Erasme, Fonds E. et S. Jacobs and Novartis Grant;

The CMMI is supported by the European Regional Development Fund and Wallonia.

Institutional review board statement: This study did not involve humans and thus was exempt.

Institutional animal care and use committee statement: All animal experiments conformed to the internationally accepted principles for the care and use of laboratory animals. Animal protocols were approved by the local Ethic Committee of the Université Libre de Bruxelles (License No. 1230406, Animalerie de la Faculté de Médecine du Campus Erasme, Brussels, Belgium; Protocol Nos. 488N and 734N).

Conflict-of-interest statement: The authors declare they have no conflicts of interest in relation to this paper.

Data sharing statement: No additional data are available.

ARRIVE guidelines statement: The authors have read the ARRIVE guidelines, and the manuscript was prepared and revised according to the ARRIVE guidelines.

Corresponding author: Charlotte Minsart, PhD, Research Scientist, Laboratory of Experimental Gastroenterology, Erasme Hospital, Université Libre de Bruxelles, 808, Route de Lennik, Brussels 1070, Belgium. charlotte.minsart@erasme.ulb.ac.be

Received: November 28, 2019
Peer-review started: November 28, 2019
First decision: December 30, 2019
Revised: June 29, 2020
Accepted: August 25, 2020
Article in press: August 25, 2020
Published online: September 27, 2020
Processing time: 297 Days and 20 Hours

ARTICLE HIGHLIGHTS

Research background

Acetaminophen overdose is the most frequent cause of drug-induced liver failure in the developed countries. Despite substantial progress in the understanding of the mechanism of hepatocellular injury, N-acetylcysteine remains the only effective treatment if administered within 8 h to 10 h of acetaminophen ingestion.

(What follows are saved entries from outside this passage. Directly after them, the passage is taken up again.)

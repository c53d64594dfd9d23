//! Configuration loading and validation.
//!
//! [`BridgeSettings`] is the user-facing, serde-deserialized shape (every key optional, TOML on
//! disk). [`BridgeSettings::validate`] turns it into an immutable [`BridgeConfig`]: the language
//! preset is resolved, chunk patterns are compiled, and the view width is clamped. Nothing is
//! re-validated per call.
//!
//! ```toml
//! language = "r"
//! command-line = "R --no-save --quiet --no-restore"
//! view-width = 100
//! line-delay-ms = 20
//! ```

use crate::error::ConfigError;
use crate::pattern::ChunkPattern;
use repl_bridge_lang::{ReplLanguage, SourceTemplate};
use serde::{Deserialize, Serialize};
use std::fmt;
use std::path::{Path, PathBuf};
use std::time::Duration;

/// Smallest accepted REPL view width.
pub const MIN_VIEW_WIDTH: u16 = 30;
/// Largest accepted REPL view width.
pub const MAX_VIEW_WIDTH: u16 = 300;

/// Raw settings as written by the user.
#[derive(Debug, Clone, PartialEq, Eq, Serialize, Deserialize)]
#[serde(default, rename_all = "kebab-case", deny_unknown_fields)]
pub struct BridgeSettings {
    /// Language preset id (`r`, `python`, `julia`).
    pub language: String,
    /// Override for the REPL invocation.
    pub command_line: Option<String>,
    /// Override for the chunk start pattern.
    pub chunk_start: Option<String>,
    /// Override for the chunk end pattern.
    pub chunk_end: Option<String>,
    /// Override for the source-file command template.
    pub source_template: Option<String>,
    /// Width of the REPL view, clamped to `[MIN_VIEW_WIDTH, MAX_VIEW_WIDTH]`.
    pub view_width: u16,
    /// Settle delay between line-by-line sends, in milliseconds.
    pub line_delay_ms: u64,
    /// Directory for source temp files (system temp dir when unset).
    pub temp_dir: Option<PathBuf>,
    /// Disables the default key bindings of the binding layer. Not used by the core.
    pub disable_default_keymaps: bool,
}

impl Default for BridgeSettings {
    fn default() -> Self {
        Self {
            language: ReplLanguage::default().id.to_string(),
            command_line: None,
            chunk_start: None,
            chunk_end: None,
            source_template: None,
            view_width: 80,
            line_delay_ms: 20,
            temp_dir: None,
            disable_default_keymaps: false,
        }
    }
}

impl BridgeSettings {
    /// Parse settings from a TOML string.
    pub fn from_toml_str(input: &str) -> Result<Self, ConfigError> {
        Ok(toml::from_str(input)?)
    }

    /// Read and parse a TOML settings file.
    pub fn load(path: &Path) -> Result<Self, ConfigError> {
        let input = std::fs::read_to_string(path).map_err(|source| ConfigError::Io {
            path: path.to_path_buf(),
            source,
        })?;
        Self::from_toml_str(&input)
    }

    /// Validate the settings and build the runtime configuration.
    pub fn validate(&self) -> Result<BridgeConfig, ConfigError> {
        let language = ReplLanguage::by_id(&self.language)
            .ok_or_else(|| ConfigError::UnknownLanguage(self.language.clone()))?;

        let command_line =
            CommandLine::parse(self.command_line.as_deref().unwrap_or(language.command_line))?;
        let chunk_pattern = ChunkPattern::new(
            self.chunk_start.as_deref().unwrap_or(language.chunk_start),
            self.chunk_end.as_deref().unwrap_or(language.chunk_end),
        )?;

        // A custom template is taken to echo; only the presets are known not to.
        let (source_template, echoes_source) = match &self.source_template {
            Some(template) => (SourceTemplate::new(template.clone()), true),
            None => (language.source(), language.echoes_source),
        };
        if !source_template.has_placeholder() {
            return Err(ConfigError::SourceTemplateWithoutPath(
                source_template.as_str().to_string(),
            ));
        }

        let view_width = self.view_width.clamp(MIN_VIEW_WIDTH, MAX_VIEW_WIDTH);
        if view_width != self.view_width {
            tracing::warn!(
                requested = self.view_width,
                used = view_width,
                "REPL view width out of range; clamped"
            );
        }

        Ok(BridgeConfig {
            language: language.id,
            command_line,
            chunk_pattern,
            source_template,
            echoes_source,
            file_extension: language.file_extension.to_string(),
            view_width,
            line_delay: Duration::from_millis(self.line_delay_ms),
            temp_dir: self.temp_dir.clone(),
            default_keymaps: !self.disable_default_keymaps,
        })
    }
}

/// A REPL invocation: program plus arguments.
///
/// Parsed by splitting on whitespace; quoting is not interpreted.
#[derive(Debug, Clone, PartialEq, Eq)]
pub struct CommandLine {
    program: String,
    args: Vec<String>,
}

impl CommandLine {
    /// Parse a whitespace-separated command line.
    pub fn parse(input: &str) -> Result<Self, ConfigError> {
        let mut parts = input.split_whitespace().map(str::to_string);
        let program = parts.next().ok_or(ConfigError::EmptyCommandLine)?;
        Ok(Self {
            program,
            args: parts.collect(),
        })
    }

    /// Program to execute.
    pub fn program(&self) -> &str {
        &self.program
    }

    /// Arguments passed to the program.
    pub fn args(&self) -> &[String] {
        &self.args
    }
}

impl fmt::Display for CommandLine {
    fn fmt(&self, f: &mut fmt::Formatter<'_>) -> fmt::Result {
        write!(f, "{}", self.program)?;
        for arg in &self.args {
            write!(f, " {}", arg)?;
        }
        Ok(())
    }
}

/// Validated, immutable configuration.
#[derive(Debug, Clone)]
pub struct BridgeConfig {
    language: &'static str,
    command_line: CommandLine,
    chunk_pattern: ChunkPattern,
    source_template: SourceTemplate,
    echoes_source: bool,
    file_extension: String,
    view_width: u16,
    line_delay: Duration,
    temp_dir: Option<PathBuf>,
    default_keymaps: bool,
}

impl BridgeConfig {
    /// Configuration for a language preset with default settings.
    pub fn for_language(language: &ReplLanguage) -> Result<Self, ConfigError> {
        BridgeSettings {
            language: language.id.to_string(),
            ..BridgeSettings::default()
        }
        .validate()
    }

    /// Override the settle delay between line-by-line sends.
    pub fn with_line_delay(mut self, delay: Duration) -> Self {
        self.line_delay = delay;
        self
    }

    /// Override the directory used for source temp files.
    pub fn with_temp_dir(mut self, dir: impl Into<PathBuf>) -> Self {
        self.temp_dir = Some(dir.into());
        self
    }

    /// Override the REPL invocation.
    pub fn with_command_line(mut self, command_line: CommandLine) -> Self {
        self.command_line = command_line;
        self
    }

    /// Language preset id.
    pub fn language(&self) -> &'static str {
        self.language
    }

    /// REPL invocation.
    pub fn command_line(&self) -> &CommandLine {
        &self.command_line
    }

    /// Compiled chunk delimiters.
    pub fn chunk_pattern(&self) -> &ChunkPattern {
        &self.chunk_pattern
    }

    /// Source-file command template.
    pub fn source_template(&self) -> &SourceTemplate {
        &self.source_template
    }

    /// Whether sourcing a temp file echoes each statement into the REPL transcript.
    pub fn echoes_source(&self) -> bool {
        self.echoes_source
    }

    /// Extension used for source temp files.
    pub fn file_extension(&self) -> &str {
        &self.file_extension
    }

    /// REPL view width (already clamped).
    pub fn view_width(&self) -> u16 {
        self.view_width
    }

    /// Settle delay between line-by-line sends.
    pub fn line_delay(&self) -> Duration {
        self.line_delay
    }

    /// Directory for source temp files, if overridden.
    pub fn temp_dir(&self) -> Option<&Path> {
        self.temp_dir.as_deref()
    }

    /// Whether the binding layer should install its default key bindings.
    pub fn default_keymaps(&self) -> bool {
        self.default_keymaps
    }
}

Thus, other hepatoprotective drugs are needed for the delayed treatment of acetaminophen-induced hepatotoxicity.

Research motivation

Our interest focused on glycyrrhizin for its role as an inhibitor of high mobility group box 1 protein, a member of the family of damage associated molecular pattern, known to play important pathological roles in different diseases.

Research objectives

The present study aimed to investigate the efficacy of the N-acetylcysteine/ glycyrrhizin combination compared to N-acetylcysteine alone in the prevention of liver toxicity.

Research methods

Eight-week-old C57BL/6J wild-type female mice were used for all our experiments. Mice fasted for 15 h were treated with acetaminophen (500 mg/kg) or vehicle (phosphate-buffered saline) by intraperitoneal injection and separated into the following groups: Glycyrrhizin (200 mg/kg); N-acetylcysteine (150 mg/kg); and N-acetylcysteine/glycyrrhizin. Hepatotoxicity was assessed by biochemical and histopathological analyses. Survival rates were also compared.

Research results

In C57BL/6J mice, glycyrrhizin administration was shown to reduce the release of HMGB1 and to significantly decrease the severity of acetaminophen-induced liver injury. Thus, the co-administration of glycyrrhizin and N-acetylcysteine was investigated. Administered concomitantly with acetaminophen, the combination significantly reduced the severity of liver injury. Delayed administration of the combination of drugs, 2 h or 6 h after acetaminophen, also induced a significant decrease in hepatocyte necrosis compared to mice treated with N-acetylcysteine alone. In addition, administration of N-acetylcysteine/glycyrrhizin combination was associated with an improved survival rate compared to mice treated with only N-acetylcysteine.

Research conclusions

Compared to N-acetylcysteine alone, co-administration of glycyrrhizin decreases the liver necrosis score and improves survival in our murine model of acetaminophen-induced liver injury.

Research perspectives

Further experiments are needed to better investigate the efficacy of the N-acetylcysteine/glycyrrhizin combination, but these results suggest for the first time that the combination of an antioxidant like N-acetylcysteine and an anti-inflammatory drug like glycyrrhizin prevents the liver damage induced by acetaminophen intoxication.